PROBLEM REQUIREMENTS — Nothing but an exact repetition of the entries should appear in the answer.

INPUT DATA —
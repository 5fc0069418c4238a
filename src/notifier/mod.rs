//! Outbound notification delivery (email gateway, webhook, ...).

pub mod webhook;

use async_trait::async_trait;
use serde::Serialize;
use strum::Display;
use thiserror::Error;

pub use webhook::WebhookNotifier;

#[derive(Debug, Clone, Copy, PartialEq, Eq, Serialize, Display)]
#[serde(rename_all = "snake_case")]
#[strum(serialize_all = "snake_case")]
pub enum TemplateKind {
    AttendanceRequestSubmitted,
    AttendanceRequestApproved,
    AttendanceRequestRejected,
    ReimbursementCompleted,
    ReimbursementFailed,
}

#[derive(Debug, Error)]
pub enum NotifyError {
    #[error("delivery failed: {0}")]
    Delivery(String),

    #[error("delivery timed out")]
    Timeout,
}

#[cfg_attr(test, mockall::automock)]
#[async_trait]
pub trait Notifier: Send + Sync {
    async fn notify(
        &self,
        address: &str,
        kind: TemplateKind,
        payload: serde_json::Value,
    ) -> Result<(), NotifyError>;
}

/// Writes notifications to the log only. Used when no delivery channel is configured.
pub struct LogNotifier;

#[async_trait]
impl Notifier for LogNotifier {
    async fn notify(
        &self,
        address: &str,
        kind: TemplateKind,
        payload: serde_json::Value,
    ) -> Result<(), NotifyError> {
        tracing::info!(address, template = %kind, payload = %payload, "Notification (log only)");
        Ok(())
    }
}
const POINT_COLUMNS: &str = "id, employee_id, recorded_at, latitude, longitude, accuracy_meters, \
     captured_at, site_id, label, kind";

#[derive(FromRow)]
struct PointRow {
    id: u64,
    employee_id: u64,
    recorded_at: NaiveDateTime,
    latitude: f64,
    longitude: f64,
    accuracy_meters: f64,
    captured_at: NaiveDateTime,
    site_id: Option<u64>,
    label: Option<String>,
    kind: String,
}

impl TryFrom<PointRow> for SiteVisitPoint {
    type Error = EngineError;

    fn try_from(row: PointRow) -> EngineResult<Self> {
        Ok(SiteVisitPoint {
            id: row.id,
            employee_id: row.employee_id,
            timestamp: row.recorded_at,
            location: LocationSample::new(
                row.latitude,
                row.longitude,
                row.accuracy_meters,
                row.captured_at,
            ),
            site_id: row.site_id,
            label: row.label,
            kind: parse_enum(&row.kind, "kind")?,
        })
    }
}

const CLAIM_COLUMNS: &str = "id, employee_id, amount, status, batch_id, reimbursed_at";

#[derive(FromRow)]
struct ClaimRow {
    id: u64,
    employee_id: u64,
    amount: f64,
    status: String,
    batch_id: Option<u64>,
    reimbursed_at: Option<NaiveDateTime>,
}

impl TryFrom<ClaimRow> for ReimbursementClaim {
    type Error = EngineError;

    fn try_from(row: ClaimRow) -> EngineResult<Self> {
        Ok(ReimbursementClaim {
            id: row.id,
            employee_id: row.employee_id,
            amount: row.amount,
            status: parse_enum(&row.status, "status")?,
            batch_id: row.batch_id,
            reimbursed_at: row.reimbursed_at,
        })
    }
}
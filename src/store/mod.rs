//! Persistence contracts. Every state transition goes through a single
//! conditional write here; services never read-branch-write.

pub mod memory;
pub mod mysql;

use async_trait::async_trait;
use chrono::{NaiveDate, NaiveDateTime};

use crate::error::EngineResult;
use crate::model::attendance::{AttendanceDay, LocationSnapshot};
use crate::model::attendance_request::{AttendanceRequest, RequestDecision};
use crate::model::movement::{MovementTrail, NewSiteVisitPoint, SiteVisitPoint};
use crate::model::reimbursement::{ReimbursementBatch, ReimbursementClaim};

pub use memory::MemoryStore;
pub use mysql::MySqlStore;

/// Check-out fields written by the conditional update. Status is not among
/// them: it is fixed at check-in and only an approval may replace it.
#[derive(Debug, Clone)]
pub struct CheckOutWrite {
    pub employee_id: u64,
    pub date: NaiveDate,
    pub check_out_at: NaiveDateTime,
    pub location: LocationSnapshot,
}

#[async_trait]
pub trait AttendanceStore: Send + Sync {
    async fn get_day(&self, employee_id: u64, date: NaiveDate) -> EngineResult<Option<AttendanceDay>>;

    /// Create-if-absent on (employee_id, date).
    /// Fails with `Conflict::AlreadyCheckedIn` when a record exists.
    async fn insert_day(&self, day: &AttendanceDay) -> EngineResult<()>;

    /// Sets check-out iff the day is checked in and not yet checked out.
    /// Fails with `NotCheckedIn` / `AlreadyCheckedOut` otherwise.
    async fn record_check_out(&self, write: &CheckOutWrite) -> EngineResult<AttendanceDay>;

    async fn get_request(&self, request_id: u64) -> EngineResult<Option<AttendanceRequest>>;

    async fn list_pending_requests(&self) -> EngineResult<Vec<AttendanceRequest>>;

    /// Persists a PENDING request; the store assigns the id.
    /// Fails with `Conflict::DuplicateRequest` if one is already pending for (employee_id, date).
    async fn insert_pending_request(&self, request: &AttendanceRequest) -> EngineResult<AttendanceRequest>;

    /// Moves a PENDING request to its decided status and, in the same atomic
    /// unit, writes the approved attendance day when one is given.
    /// Fails with `NotFound` or `Conflict::AlreadyDecided`.
    async fn decide_request(
        &self,
        decision: &RequestDecision,
        materialize: Option<&AttendanceDay>,
    ) -> EngineResult<AttendanceRequest>;
}

#[async_trait]
pub trait TrailStore: Send + Sync {
    async fn append_point(&self, point: &NewSiteVisitPoint) -> EngineResult<SiteVisitPoint>;

    async fn points_for_day(&self, employee_id: u64, date: NaiveDate) -> EngineResult<Vec<SiteVisitPoint>>;

    /// Replaces the stored trail for (employee_id, date) wholesale.
    async fn replace_trail(&self, trail: &MovementTrail) -> EngineResult<()>;

    async fn get_trail(&self, employee_id: u64, date: NaiveDate) -> EngineResult<Option<MovementTrail>>;
}

/// Result of a terminal batch transition: the batch and its member claims after the write.
#[derive(Debug, Clone)]
pub struct BatchTransition {
    pub batch: ReimbursementBatch,
    pub claims: Vec<ReimbursementClaim>,
}

#[async_trait]
pub trait ReimbursementStore: Send + Sync {
    async fn get_claim(&self, claim_id: u64) -> EngineResult<Option<ReimbursementClaim>>;

    async fn get_batch(&self, batch_id: u64) -> EngineResult<Option<ReimbursementBatch>>;

    /// Links every claim to a new PENDING batch, all or nothing.
    /// Fails with `NotFound` for unknown claims and `Conflict::ClaimUnavailable`
    /// when any claim is not approved or already batched.
    async fn create_batch(
        &self,
        claim_ids: &[u64],
        created_by: u64,
        created_at: NaiveDateTime,
    ) -> EngineResult<ReimbursementBatch>;

    /// PENDING -> PROCESSING.
    async fn mark_processing(
        &self,
        batch_id: u64,
        reference_number: Option<&str>,
    ) -> EngineResult<ReimbursementBatch>;

    /// PROCESSING -> COMPLETED; every member claim becomes REIMBURSED at `completed_at`.
    async fn complete_batch(
        &self,
        batch_id: u64,
        reference_number: &str,
        completed_at: NaiveDateTime,
    ) -> EngineResult<BatchTransition>;

    /// PROCESSING -> FAILED; every member claim is released from the batch.
    async fn fail_batch(
        &self,
        batch_id: u64,
        reason: &str,
        failed_at: NaiveDateTime,
    ) -> EngineResult<BatchTransition>;
}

OUTPUT FOR THIS EXERCISE —
repository 5fc0069418c4238a
filename src/notifier/mod.rs
//! Outbound notification delivery (email gateway, webhook, ...).

pub mod webhook;

use async_trait::async_trait;
use serde::Serialize;
use strum::Display;
use thiserror::Error;

pub use webhook::WebhookNotifier;

#[derive(Debug, Clone, Copy, PartialEq, Eq, Serialize, Display)]
#[serde(rename_all = "snake_case")]
#[strum(serialize_all = "snake_case")]
pub enum TemplateKind {
    AttendanceRequestSubmitted,
    AttendanceRequestApproved,
    AttendanceRequestRejected,
    ReimbursementCompleted,
    ReimbursementFailed,
}

#[derive(Debug, Error)]
pub enum NotifyError {
    #[error("delivery failed: {0}")]
    Delivery(String),

    #[error("delivery timed out")]
    Timeout,
}

#[cfg_attr(test, mockall::automock)]
#[async_trait]
pub trait Notifier: Send + Sync {
    async fn notify(
        &self,
        address: &str,
        kind: TemplateKind,
        payload: serde_json::Value,
    ) -> Result<(), NotifyError>;
}

/// Writes notifications to the log only. Used when no delivery channel is configured.
pub struct LogNotifier;

#[async_trait]
impl Notifier for LogNotifier {
    async fn notify(
        &self,
        address: &str,
        kind: TemplateKind,
        payload: serde_json::Value,
    ) -> Result<(), NotifyError> {
        tracing::info!(address, template = %kind, payload = %payload, "Notification (log only)");
        Ok(())
    }
}
const POINT_COLUMNS: &str = "id, employee_id, recorded_at, latitude, longitude, accuracy_meters, \
     captured_at, site_id, label, kind";

#[derive(FromRow)]
struct PointRow {
    id: u64,
    employee_id: u64,
    recorded_at: NaiveDateTime,
    latitude: f64,
    longitude: f64,
    accuracy_meters: f64,
    captured_at: NaiveDateTime,
    site_id: Option<u64>,
    label: Option<String>,
    kind: String,
}

impl TryFrom<PointRow> for SiteVisitPoint {
    type Error = EngineError;

    fn try_from(row: PointRow) -> EngineResult<Self> {
        Ok(SiteVisitPoint {
            id: row.id,
            employee_id: row.employee_id,
            timestamp: row.recorded_at,
            location: LocationSample::new(
                row.latitude,
                row.longitude,
                row.accuracy_meters,
                row.captured_at,
            ),
            site_id: row.site_id,
            label: row.label,
            kind: parse_enum(&row.kind, "kind")?,
        })
    }
}

const CLAIM_COLUMNS: &str = "id, employee_id, amount, status, batch_id, reimbursed_at";

#[derive(FromRow)]
struct ClaimRow {
    id: u64,
    employee_id: u64,
    amount: f64,
    status: String,
    batch_id: Option<u64>,
    reimbursed_at: Option<NaiveDateTime>,
}

impl TryFrom<ClaimRow> for ReimbursementClaim {
    type Error = EngineError;

    fn try_from(row: ClaimRow) -> EngineResult<Self> {
        Ok(ReimbursementClaim {
            id: row.id,
            employee_id: row.employee_id,
            amount: row.amount,
            status: parse_enum(&row.status, "status")?,
            batch_id: row.batch_id,
            reimbursed_at: row.reimbursed_at,
        })
    }
}
filename src/store/mod.rs
//! Persistence contracts. Every state transition goes through a single
//! conditional write here; services never read-branch-write.

pub mod memory;
pub mod mysql;

use async_trait::async_trait;
use chrono::{NaiveDate, NaiveDateTime};

use crate::error::EngineResult;
use crate::model::attendance::{AttendanceDay, LocationSnapshot};
use crate::model::attendance_request::{AttendanceRequest, RequestDecision};
use crate::model::movement::{MovementTrail, NewSiteVisitPoint, SiteVisitPoint};
use crate::model::reimbursement::{ReimbursementBatch, ReimbursementClaim};

pub use memory::MemoryStore;
pub use mysql::MySqlStore;

/// Check-out fields written by the conditional update. Status is not among
/// them: it is fixed at check-in and only an approval may replace it.
#[derive(Debug, Clone)]
pub struct CheckOutWrite {
    pub employee_id: u64,
    pub date: NaiveDate,
    pub check_out_at: NaiveDateTime,
    pub location: LocationSnapshot,
}

#[async_trait]
pub trait AttendanceStore: Send + Sync {
    async fn get_day(&self, employee_id: u64, date: NaiveDate) -> EngineResult<Option<AttendanceDay>>;

    /// Create-if-absent on (employee_id, date).
    /// Fails with `Conflict::AlreadyCheckedIn` when a record exists.
    async fn insert_day(&self, day: &AttendanceDay) -> EngineResult<()>;

    /// Sets check-out iff the day is checked in and not yet checked out.
    /// Fails with `NotCheckedIn` / `AlreadyCheckedOut` otherwise.
    async fn record_check_out(&self, write: &CheckOutWrite) -> EngineResult<AttendanceDay>;

    async fn get_request(&self, request_id: u64) -> EngineResult<Option<AttendanceRequest>>;

    async fn list_pending_requests(&self) -> EngineResult<Vec<AttendanceRequest>>;

    /// Persists a PENDING request; the store assigns the id.
    /// Fails with `Conflict::DuplicateRequest` if one is already pending for (employee_id, date).
    async fn insert_pending_request(&self, request: &AttendanceRequest) -> EngineResult<AttendanceRequest>;

    /// Moves a PENDING request to its decided status and, in the same atomic
    /// unit, writes the approved attendance day when one is given.
    /// Fails with `NotFound` or `Conflict::AlreadyDecided`.
    async fn decide_request(
        &self,
        decision: &RequestDecision,
        materialize: Option<&AttendanceDay>,
    ) -> EngineResult<AttendanceRequest>;
}

#[async_trait]
pub trait TrailStore: Send + Sync {
    async fn append_point(&self, point: &NewSiteVisitPoint) -> EngineResult<SiteVisitPoint>;

    async fn points_for_day(&self, employee_id: u64, date: NaiveDate) -> EngineResult<Vec<SiteVisitPoint>>;

    /// Replaces the stored trail for (employee_id, date) wholesale.
    async fn replace_trail(&self, trail: &MovementTrail) -> EngineResult<()>;

    async fn get_trail(&self, employee_id: u64, date: NaiveDate) -> EngineResult<Option<MovementTrail>>;
}

/// Result of a terminal batch transition: the batch and its member claims after the write.
#[derive(Debug, Clone)]
pub struct BatchTransition {
    pub batch: ReimbursementBatch,
    pub claims: Vec<ReimbursementClaim>,
}

#[async_trait]
pub trait ReimbursementStore: Send + Sync {
    async fn get_claim(&self, claim_id: u64) -> EngineResult<Option<ReimbursementClaim>>;

    async fn get_batch(&self, batch_id: u64) -> EngineResult<Option<ReimbursementBatch>>;

    /// Links every claim to a new PENDING batch, all or nothing.
    /// Fails with `NotFound` for unknown claims and `Conflict::ClaimUnavailable`
    /// when any claim is not approved or already batched.
    async fn create_batch(
        &self,
        claim_ids: &[u64],
        created_by: u64,
        created_at: NaiveDateTime,
    ) -> EngineResult<ReimbursementBatch>;

    /// PENDING -> PROCESSING.
    async fn mark_processing(
        &self,
        batch_id: u64,
        reference_number: Option<&str>,
    ) -> EngineResult<ReimbursementBatch>;

    /// PROCESSING -> COMPLETED; every member claim becomes REIMBURSED at `completed_at`.
    async fn complete_batch(
        &self,
        batch_id: u64,
        reference_number: &str,
        completed_at: NaiveDateTime,
    ) -> EngineResult<BatchTransition>;

    /// PROCESSING -> FAILED; every member claim is released from the batch.
    async fn fail_batch(
        &self,
        batch_id: u64,
        reason: &str,
        failed_at: NaiveDateTime,
    ) -> EngineResult<BatchTransition>;
}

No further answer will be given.